23:25h. Jueves, 21 de Junio de 2018

Artículo de Mariana Matás

La actividad agrícola comenzó a desarrollarse desde el neolítico y sigue siendo fundamental para nuestro futuro. La alimentación de millones de personas depende de esta actividad, que se tendrá que realizar de manera sostenible si queremos garantizar nuestra propia supervivencia como especie. Habitualmente, disponemos en nuestras mesas de muy diversos alimentos, sin apreciar el importante esfuerzo que existe detrás.  

Para la comarca de la Axarquía, el sector agrario es uno de los pilares fundamentales de su economía y será fundamental para su desarrollo futuro.
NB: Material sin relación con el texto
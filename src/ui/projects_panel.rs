//! Left panel: every project, plus the "+ New Project" entry point.

use bevy::prelude::*;
use bevy_egui::{EguiContexts, egui};

use super::project_form::ProjectFormState;
use crate::api::{OpenProjectRequest, ProjectsState};
use crate::theme;

pub fn projects_panel_ui(
    mut contexts: EguiContexts,
    state: Res<ProjectsState>,
    mut form: ResMut<ProjectFormState>,
    mut open: MessageWriter<OpenProjectRequest>,
) -> Result {
    let current_id = state.current.id().map(str::to_string);

    egui::SidePanel::left("projects_panel")
        .resizable(true)
        .default_width(460.0)
        .min_width(320.0)
        .show(contexts.ctx_mut()?, |ui| {
            ui.add_space(8.0);
            ui.horizontal(|ui| {
                ui.heading("Projects");
                ui.with_layout(egui::Layout::right_to_left(egui::Align::Center), |ui| {
                    if ui.button("+ New Project").clicked() {
                        form.open_create();
                    }
                });
            });
            ui.separator();

            if state.list_loading {
                ui.horizontal(|ui| {
                    ui.spinner();
                    ui.label("Loading projects...");
                });
                return;
            }

            if let Some(ref error) = state.list_error {
                ui.colored_label(theme::ui::ERROR_TEXT, error);
                return;
            }

            if state.projects.is_empty() {
                ui.label(
                    egui::RichText::new("No projects yet.")
                        .color(theme::ui::HINT_TEXT)
                        .italics(),
                );
                return;
            }

            egui::ScrollArea::both().show(ui, |ui| {
                egui::Grid::new("projects_table")
                    .striped(true)
                    .num_columns(4)
                    .spacing([16.0, 6.0])
                    .show(ui, |ui| {
                        for header in ["Name", "Address", "Manager", "Phone"] {
                            ui.label(egui::RichText::new(header).strong());
                        }
                        ui.end_row();

                        for project in &state.projects {
                            let selected = current_id.as_deref() == Some(project.id.as_str());
                            let clicked = ui.selectable_label(selected, &project.name).clicked();
                            ui.label(&project.address);
                            ui.label(&project.manager_name);
                            ui.label(&project.manager_phone);
                            ui.end_row();

                            if clicked && !selected {
                                open.write(OpenProjectRequest {
                                    project_id: Some(project.id.clone()),
                                });
                            }
                        }
                    });
            });
        });

    Ok(())
}
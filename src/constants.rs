//! Centralized constants used across the application.
//!
//! This module contains magic numbers and configuration values that are used
//! in multiple places or would benefit from being named constants.

/// Default window width in pixels
pub const DEFAULT_WINDOW_WIDTH: f32 = 1400.0;

/// Default window height in pixels
pub const DEFAULT_WINDOW_HEIGHT: f32 = 900.0;

/// Width of the coordinate space mappings are stored in. A blueprint is laid
/// out at this width regardless of its pixel size.
pub const REFERENCE_WIDTH: f32 = 800.0;

/// Default on-screen width of a blueprint surface in logical pixels
pub const DEFAULT_DISPLAY_WIDTH: f32 = 800.0;

/// Bounds for the configurable display width
pub const MIN_DISPLAY_WIDTH: f32 = 400.0;
pub const MAX_DISPLAY_WIDTH: f32 = 1600.0;

/// Name given to blueprints that have none (and to blank renames)
pub const DEFAULT_BLUEPRINT_NAME: &str = "Unnamed Blueprint";

/// Default project service address
pub const DEFAULT_API_BASE_URL: &str = "http://127.0.0.1:8000";

/// Environment variable overriding the configured service address
pub const API_URL_ENV: &str = "SITEMARK_API_URL";

/// Timeout applied to every HTTP request
pub const HTTP_TIMEOUT_SECS: u64 = 15;

/// Upper bound on a single downloaded image
pub const MAX_IMAGE_DOWNLOAD_BYTES: u64 = 50 * 1024 * 1024;

/// Region outline width in logical pixels
pub const REGION_STROKE_WIDTH: f32 = 2.0;

/// Dash and gap lengths of the drag preview outline
pub const PREVIEW_DASH_LENGTH: f32 = 6.0;
pub const PREVIEW_GAP_LENGTH: f32 = 4.0;

/// Seconds a toast stays on screen
pub const TOAST_DURATION_SECS: f32 = 2.5;
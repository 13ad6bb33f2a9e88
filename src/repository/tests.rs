use super::*;
use crate::blueprint::CanonicalRect;

fn image() -> ImageSource {
    ImageSource::Url("http://127.0.0.1:8000/static/blueprint.png".to_string())
}

#[test]
fn test_create_then_list() {
    let repo = InMemoryBlueprintRepository::new();
    let created = repo.create_blueprint("p1", image()).unwrap();

    assert_eq!(created.name, "Unnamed Blueprint");
    assert!(created.mappings.is_empty());

    let listed = repo.list_blueprints("p1").unwrap();
    assert_eq!(listed, vec![created]);
    assert!(repo.list_blueprints("p2").unwrap().is_empty());
}

#[test]
fn test_created_ids_are_unique() {
    let repo = InMemoryBlueprintRepository::new();
    let a = repo.create_blueprint("p1", image()).unwrap();
    let b = repo.create_blueprint("p1", image()).unwrap();
    assert_ne!(a.id, b.id);
}

#[test]
fn test_rename_to_empty_falls_back_to_default() {
    let repo = InMemoryBlueprintRepository::new();
    let bp = repo.create_blueprint("p1", image()).unwrap();

    let stored = repo.rename_blueprint("p1", &bp.id, "Ground Floor").unwrap();
    assert_eq!(stored, "Ground Floor");

    let stored = repo.rename_blueprint("p1", &bp.id, "").unwrap();
    assert_eq!(stored, "Unnamed Blueprint");
    assert_eq!(repo.list_blueprints("p1").unwrap()[0].name, "Unnamed Blueprint");
}

#[test]
fn test_delete_blueprint() {
    let repo = InMemoryBlueprintRepository::new();
    let keep = repo.create_blueprint("p1", image()).unwrap();
    let drop = repo.create_blueprint("p1", image()).unwrap();

    repo.delete_blueprint("p1", &drop.id).unwrap();

    let listed = repo.list_blueprints("p1").unwrap();
    assert_eq!(listed.len(), 1);
    assert_eq!(listed[0].id, keep.id);
    assert!(repo.delete_blueprint("p1", &drop.id).is_err());
}

#[test]
fn test_save_mappings_replaces_collection() {
    let repo = InMemoryBlueprintRepository::new();
    let bp = repo.create_blueprint("p1", image()).unwrap();
    let mappings = vec![
        Mapping::new(1, CanonicalRect::from_coords([0.0, 0.0, 10.0, 10.0])),
        Mapping::new(2, CanonicalRect::from_coords([5.0, 5.0, 15.0, 15.0])),
    ];

    repo.save_mappings("p1", &bp.id, &mappings).unwrap();
    assert_eq!(repo.list_blueprints("p1").unwrap()[0].mappings, mappings);

    repo.save_mappings("p1", &bp.id, &mappings[..1]).unwrap();
    assert_eq!(repo.list_blueprints("p1").unwrap()[0].mappings.len(), 1);
}

#[test]
fn test_operations_on_unknown_blueprint_fail() {
    let repo = InMemoryBlueprintRepository::new();
    assert!(repo.rename_blueprint("p1", "missing", "x").is_err());
    assert!(repo.save_mappings("p1", "missing", &[]).is_err());
}

#[test]
fn test_merge_remote_keeps_local_state() {
    let repo = InMemoryBlueprintRepository::new();
    let first = repo
        .merge_remote("p1", vec![Blueprint::new("img-1", image())])
        .unwrap();
    assert_eq!(first.len(), 1);

    repo.rename_blueprint("p1", "img-1", "Roof").unwrap();
    let mapping = Mapping::new(1, CanonicalRect::from_coords([1.0, 1.0, 2.0, 2.0]));
    repo.save_mappings("p1", "img-1", std::slice::from_ref(&mapping))
        .unwrap();
    let local = repo
        .create_blueprint("p1", ImageSource::File("plan.png".into()))
        .unwrap();

    let merged = repo
        .merge_remote(
            "p1",
            vec![Blueprint::new("img-1", image()), Blueprint::new("img-2", image())],
        )
        .unwrap();

    let ids: Vec<&str> = merged.iter().map(|bp| bp.id.as_str()).collect();
    assert_eq!(ids, vec!["img-1", "img-2", local.id.as_str()]);
    assert_eq!(merged[0].name, "Roof");
    assert_eq!(merged[0].mappings, vec![mapping]);
    assert_eq!(merged[1].name, "Unnamed Blueprint");
}

#[test]
fn test_remote_list_falls_back_to_local_copies() {
    // Nothing listens on the discard port, so the request fails fast.
    let repo = RemoteBlueprintRepository::new(crate::api::HttpClient::new("http://127.0.0.1:9"));
    let bp = repo.create_blueprint("p1", image()).unwrap();

    let listed = repo.list_blueprints("p1").unwrap();
    assert_eq!(listed, vec![bp]);
}
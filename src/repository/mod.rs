//! Blueprint persistence.
//!
//! Blueprints and their mappings live behind [`BlueprintRepository`]. The
//! app holds one repository handle (see [`Collaborators`](crate::collaborators::Collaborators))
//! and every system reaches it through that handle.
//!
//! ## Module Structure
//!
//! - `memory` - Volatile per-project store
//! - `remote` - Lists blueprint images from the service, keeps names and
//!   mappings in the volatile store

mod memory;
mod remote;

#[cfg(test)]
mod tests;

use crate::api::ApiError;
use crate::blueprint::{Blueprint, ImageSource, Mapping};

pub use memory::InMemoryBlueprintRepository;
pub use remote::RemoteBlueprintRepository;

pub trait BlueprintRepository: Send + Sync {
    fn list_blueprints(&self, project_id: &str) -> Result<Vec<Blueprint>, ApiError>;

    fn create_blueprint(&self, project_id: &str, image: ImageSource)
    -> Result<Blueprint, ApiError>;

    /// Returns the name actually stored (blank names fall back to the default).
    fn rename_blueprint(
        &self,
        project_id: &str,
        blueprint_id: &str,
        name: &str,
    ) -> Result<String, ApiError>;

    fn delete_blueprint(&self, project_id: &str, blueprint_id: &str) -> Result<(), ApiError>;

    fn save_mappings(
        &self,
        project_id: &str,
        blueprint_id: &str,
        mappings: &[Mapping],
    ) -> Result<(), ApiError>;
}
El sector se enfrenta a nuevos retos para ese futuro, desde la gestión racional de los recursos hídricos, pasando por la innovación tecnológica o la despoblación del medio rural, hasta la incorporación de la mujer a la dirección de las organizaciones agrarias. 
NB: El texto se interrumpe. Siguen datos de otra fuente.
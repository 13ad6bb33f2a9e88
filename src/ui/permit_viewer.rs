//! Full-size viewer for a permit scan.

use bevy::prelude::*;
use bevy_egui::{EguiContexts, egui};

use crate::blueprint::ImageSource;
use crate::images::{ImageCache, ImageState, ReleaseImages};
use crate::theme;

const DEFAULT_TITLE: &str = "Permit Image";

#[derive(Resource, Default)]
pub struct PermitViewerState {
    open: Option<ViewedPermit>,
}

struct ViewedPermit {
    source: ImageSource,
    title: String,
}

impl PermitViewerState {
    pub fn open(&mut self, image_url: &str, title: Option<&str>) {
        let title = title
            .map(str::trim)
            .filter(|t| !t.is_empty())
            .unwrap_or(DEFAULT_TITLE);
        self.open = Some(ViewedPermit {
            source: ImageSource::Url(image_url.to_string()),
            title: title.to_string(),
        });
    }

    pub fn is_open(&self) -> bool {
        self.open.is_some()
    }

    pub fn close(&mut self) {
        self.open = None;
    }
}

pub fn permit_viewer_ui(
    mut contexts: EguiContexts,
    mut viewer: ResMut<PermitViewerState>,
    mut cache: ResMut<ImageCache>,
    mut release: MessageWriter<ReleaseImages>,
) -> Result {
    let Some(ref permit) = viewer.open else {
        return Ok(());
    };
    let source = permit.source.clone();
    let title = permit.title.clone();

    let ctx = contexts.ctx_mut()?;
    let mut should_close = false;
    let mut should_retry = false;
    let state = cache.request(&source);
    let max_size = ctx.available_rect().size() * 0.85;

    // Modal draws the backdrop and handles Escape / click-outside
    let response = egui::Modal::new(egui::Id::new("permit_viewer")).show(ctx, |ui| {
        ui.heading(title.as_str());
        ui.add_space(8.0);

        match state {
            ImageState::Loading => {
                ui.horizontal(|ui| {
                    ui.spinner();
                    ui.label("Loading image...");
                });
            }
            ImageState::Ready { texture_id, size } => {
                let scale = (max_size.x / size.x).min(max_size.y / size.y).min(1.0);
                ui.add(egui::Image::new(egui::load::SizedTexture::new(
                    texture_id,
                    egui::vec2(size.x * scale, size.y * scale),
                )));
            }
            ImageState::Failed(ref message) => {
                ui.colored_label(theme::ui::ERROR_TEXT, "Failed to load image");
                ui.label(egui::RichText::new(source.display()).weak().small());
                ui.label(egui::RichText::new(message).weak().small());
                ui.horizontal(|ui| {
                    if ui.button("Retry").clicked() {
                        should_retry = true;
                    }
                    if let ImageSource::Url(ref url) = source
                        && ui.button("Open in Browser").clicked()
                        && let Err(e) = open::that(url)
                    {
                        warn!("Failed to open {}: {}", url, e);
                    }
                });
            }
        }

        ui.add_space(8.0);
        if ui.button("Close").clicked() {
            should_close = true;
        }
    });
    if response.should_close() {
        should_close = true;
    }

    if should_retry {
        cache.retry(&source);
    }
    if should_close {
        viewer.close();
        release.write(ReleaseImages::One(source));
    }

    Ok(())
}

#[cfg(test)]
mod tests {
    use super::*;

    #[test]
    fn test_open_uses_default_title() {
        let mut viewer = PermitViewerState::default();
        viewer.open("https://example.com/p.png", None);
        assert!(viewer.is_open());
        assert_eq!(viewer.open.as_ref().map(|p| p.title.as_str()), Some(DEFAULT_TITLE));

        viewer.open("https://example.com/p.png", Some("  "));
        assert_eq!(viewer.open.as_ref().map(|p| p.title.as_str()), Some(DEFAULT_TITLE));

        viewer.open("https://example.com/p.png", Some("Permit 1"));
        assert_eq!(viewer.open.as_ref().map(|p| p.title.as_str()), Some("Permit 1"));

        viewer.close();
        assert!(!viewer.is_open());
    }
}
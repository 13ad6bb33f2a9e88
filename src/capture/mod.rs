//! Photo capture for mappings and the mapping-to-photo associations.
//!
//! A field user clicks a mapping and attaches a still image to it. Each
//! mapping holds at most one photo; capturing again replaces it.

use bevy::prelude::*;
use chrono::{DateTime, Local};
use std::collections::HashMap;
use std::path::PathBuf;

use crate::api::ApiError;
use crate::blueprint::{RegionClicked, ViewMode};
use crate::collaborators::Collaborators;
use crate::ui::Toasts;

/// Still image captured for one mapping.
#[derive(Debug, Clone, PartialEq)]
pub struct CapturedPhoto {
    pub mapping_id: u32,
    pub bytes: Vec<u8>,
    /// File the photo was taken from, when the capture source is a file.
    pub source: Option<PathBuf>,
    pub captured_at: DateTime<Local>,
}

impl CapturedPhoto {
    pub fn label(&self) -> String {
        let name = self
            .source
            .as_ref()
            .and_then(|p| p.file_name())
            .map(|n| n.to_string_lossy().to_string())
            .unwrap_or_else(|| "photo".to_string());
        format!("{} ({} KB)", name, self.bytes.len().div_ceil(1024))
    }
}

/// Source of still images for a mapping.
pub trait PhotoCapture: Send + Sync {
    /// `Ok(None)` when the user backs out without capturing.
    fn capture(&self, mapping_id: u32) -> Result<Option<CapturedPhoto>, ApiError>;
}

/// Desktop capture: the user picks an image file taken with any camera.
pub struct FilePickerCapture;

pub const PHOTO_EXTENSIONS: &[&str] = &["png", "jpg", "jpeg", "webp", "bmp", "gif", "tiff"];

impl PhotoCapture for FilePickerCapture {
    fn capture(&self, mapping_id: u32) -> Result<Option<CapturedPhoto>, ApiError> {
        let Some(path) = rfd::FileDialog::new()
            .add_filter("Images", PHOTO_EXTENSIONS)
            .set_title(format!("Photo for Mapping {}", mapping_id))
            .pick_file()
        else {
            return Ok(None);
        };

        let bytes = std::fs::read(&path)?;
        photo_from_bytes(mapping_id, bytes, Some(path)).map(Some)
    }
}

/// Reject anything that is not a recognizable image.
pub fn photo_from_bytes(
    mapping_id: u32,
    bytes: Vec<u8>,
    source: Option<PathBuf>,
) -> Result<CapturedPhoto, ApiError> {
    if let Err(e) = image::guess_format(&bytes) {
        return Err(ApiError::Invalid(format!("Not an image: {}", e)));
    }
    Ok(CapturedPhoto {
        mapping_id,
        bytes,
        source,
        captured_at: Local::now(),
    })
}

/// Photos keyed by blueprint and mapping id. Mapping ids are only unique
/// within a blueprint, so the blueprint id is part of the key.
#[derive(Resource, Default)]
pub struct PhotoAssociations {
    photos: HashMap<(String, u32), CapturedPhoto>,
}

impl PhotoAssociations {
    pub fn associate(&mut self, blueprint_id: &str, photo: CapturedPhoto) {
        self.photos
            .insert((blueprint_id.to_string(), photo.mapping_id), photo);
    }

    pub fn get(&self, blueprint_id: &str, mapping_id: u32) -> Option<&CapturedPhoto> {
        self.photos.get(&(blueprint_id.to_string(), mapping_id))
    }

    pub fn has_photo(&self, blueprint_id: &str, mapping_id: u32) -> bool {
        self.get(blueprint_id, mapping_id).is_some()
    }

    /// Drop the photo of a mapping that no longer exists (e.g. after undo).
    pub fn remove(&mut self, blueprint_id: &str, mapping_id: u32) -> Option<CapturedPhoto> {
        self.photos.remove(&(blueprint_id.to_string(), mapping_id))
    }

    pub fn remove_blueprint(&mut self, blueprint_id: &str) {
        self.photos.retain(|(bp, _), _| bp != blueprint_id);
    }

    pub fn clear(&mut self) {
        self.photos.clear();
    }

    /// Photos of one blueprint, ordered by mapping id.
    pub fn for_blueprint(&self, blueprint_id: &str) -> Vec<&CapturedPhoto> {
        let mut photos: Vec<&CapturedPhoto> = self
            .photos
            .iter()
            .filter(|((bp, _), _)| bp == blueprint_id)
            .map(|(_, photo)| photo)
            .collect();
        photos.sort_by_key(|p| p.mapping_id);
        photos
    }
}

/// Admin clicks identify the region; user clicks attach a photo to it.
fn apply_region_click(
    event: &RegionClicked,
    mode: ViewMode,
    capture: &dyn PhotoCapture,
    photos: &mut PhotoAssociations,
    toasts: &mut Toasts,
) {
    match mode {
        ViewMode::Admin => {
            info!(
                "Clicked on area {} of blueprint {}",
                event.mapping_id, event.blueprint_id
            );
            toasts.push(format!("Clicked on area {}", event.mapping_id));
        }
        ViewMode::User => match capture.capture(event.mapping_id) {
            Ok(Some(photo)) => {
                info!(
                    "Attached photo to mapping {} of blueprint {}",
                    event.mapping_id, event.blueprint_id
                );
                photos.associate(&event.blueprint_id, photo);
                toasts.push(format!("Photo attached to Mapping {}", event.mapping_id));
            }
            Ok(None) => debug!("Photo capture cancelled"),
            Err(e) => {
                error!("Photo capture failed: {}", e);
                toasts.push("Failed to capture photo");
            }
        },
    }
}

fn handle_region_clicks(
    mut events: MessageReader<RegionClicked>,
    mode: Res<ViewMode>,
    collaborators: Res<Collaborators>,
    mut photos: ResMut<PhotoAssociations>,
    mut toasts: ResMut<Toasts>,
) {
    for event in events.read() {
        apply_region_click(
            event,
            *mode,
            collaborators.capture.as_ref(),
            &mut photos,
            &mut toasts,
        );
    }
}

pub struct CapturePlugin;

impl Plugin for CapturePlugin {
    fn build(&self, app: &mut App) {
        app.init_resource::<PhotoAssociations>().add_systems(
            Update,
            handle_region_clicks
                .run_if(on_message::<RegionClicked>)
                .run_if(resource_exists::<Collaborators>),
        );
    }
}

#[cfg(test)]
mod tests {
    use super::*;

    // Smallest valid PNG signature + IHDR start is enough for format sniffing.
    const PNG_MAGIC: &[u8] = &[0x89, b'P', b'N', b'G', 0x0D, 0x0A, 0x1A, 0x0A, 0, 0, 0, 0x0D];

    fn photo(mapping_id: u32) -> CapturedPhoto {
        photo_from_bytes(mapping_id, PNG_MAGIC.to_vec(), None).unwrap()
    }

    #[test]
    fn test_photo_from_bytes_rejects_non_images() {
        let result = photo_from_bytes(1, b"hello world".to_vec(), None);
        assert!(matches!(result, Err(ApiError::Invalid(_))));
    }

    #[test]
    fn test_associate_replaces_previous_photo() {
        let mut photos = PhotoAssociations::default();
        photos.associate("bp", photo(1));

        let mut newer = photo(1);
        newer.source = Some(PathBuf::from("/tmp/second.png"));
        photos.associate("bp", newer.clone());

        assert_eq!(photos.for_blueprint("bp"), vec![&newer]);
    }

    #[test]
    fn test_mapping_ids_are_scoped_per_blueprint() {
        let mut photos = PhotoAssociations::default();
        photos.associate("a", photo(1));

        assert!(photos.has_photo("a", 1));
        assert!(!photos.has_photo("b", 1));
    }

    #[test]
    fn test_for_blueprint_sorted() {
        let mut photos = PhotoAssociations::default();
        photos.associate("bp", photo(3));
        photos.associate("bp", photo(1));
        photos.associate("other", photo(2));

        let ids: Vec<u32> = photos.for_blueprint("bp").iter().map(|p| p.mapping_id).collect();
        assert_eq!(ids, vec![1, 3]);

        photos.remove_blueprint("bp");
        assert!(photos.for_blueprint("bp").is_empty());
        assert!(photos.has_photo("other", 2));
    }

    struct FixedCapture(Option<CapturedPhoto>);

    impl PhotoCapture for FixedCapture {
        fn capture(&self, _mapping_id: u32) -> Result<Option<CapturedPhoto>, ApiError> {
            Ok(self.0.clone())
        }
    }

    fn click(mapping_id: u32) -> RegionClicked {
        RegionClicked {
            blueprint_id: "bp".to_string(),
            mapping_id,
        }
    }

    #[test]
    fn test_admin_click_only_notifies() {
        let mut photos = PhotoAssociations::default();
        let mut toasts = Toasts::default();

        apply_region_click(
            &click(2),
            ViewMode::Admin,
            &FixedCapture(Some(photo(2))),
            &mut photos,
            &mut toasts,
        );

        assert!(!photos.has_photo("bp", 2));
        assert_eq!(toasts.texts(), vec!["Clicked on area 2"]);
    }

    #[test]
    fn test_user_click_attaches_photo() {
        let mut photos = PhotoAssociations::default();
        let mut toasts = Toasts::default();

        apply_region_click(
            &click(2),
            ViewMode::User,
            &FixedCapture(Some(photo(2))),
            &mut photos,
            &mut toasts,
        );
        assert!(photos.has_photo("bp", 2));

        apply_region_click(
            &click(3),
            ViewMode::User,
            &FixedCapture(None),
            &mut photos,
            &mut toasts,
        );
        assert!(!photos.has_photo("bp", 3));
    }

    #[test]
    fn test_label() {
        let mut p = photo(1);
        p.source = Some(PathBuf::from("/photos/door.jpg"));
        assert_eq!(p.label(), "door.jpg (1 KB)");
    }
}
En la Axarquía interior son numerosos municipios los que pierden población como consecuencia del éxodo de los jóvenes, faltos de incentivos y expectativas, a las ciudades grandes o medianas para “buscarse la vida”, con lo que se va produciendo un continuo envejecimiento de la población. Así, uno de los principales objetivos de las políticas agrarias debe ser el rejuvenecimiento de la actividad agraria, facilitando el relevo generacional. Nuestras administraciones públicas tiene que potenciar la puesta en valor de la ventaja competitiva que ofrece el medio rural para crear riqueza, no solo a través de la actividad agrícola, sino aprovechando las oportunidades que proporciona internet o el turismo rural. 
Hablamos no solo de infraestructuras convencionales, tan necesarias y básicas como la mejora de los caminos rurales, sino de infraestructuras digitales: la digitalización del campo es clave para conectar cualquier lugar del mundo rural al resto del mundo a través de la tecnología. Hablamos de la educación, de la formación profesional, programas que ya funcionan a nivel europeo y que, orientados al mundo rural, darán a los jóvenes estudiantes otra perspectiva de lo que es la actividad agraria, como los llamados ‘Erasmus agrarios’. Y por supuesto, hablamos de algo que va mucho más allá y es mucho más eficiente que el reparto de subvenciones y subsidios: hablamos de implantar servicios públicos de calidad en el ámbito rural. La falta de servicios como el de transporte público, los de guarderías con horarios amplios que faciliten la conciliación familiar y centros de día para mayores que inciden directamente en las mujeres. Y es que la labor cuidadora la siguen realizando ellas en solitario, lo que supone  un endurecimiento de las condiciones de vida de estas mujeres y una limitación a sus aspiraciones laborales y personales. 

El futuro del ámbito rural, por lo tanto, depende de muchos factores, pero no será posible sin dar visibilidad a las mujeres, que representan un papel fundamental en la conservación del patrimonio rural, gastronómico y del medio ambiente.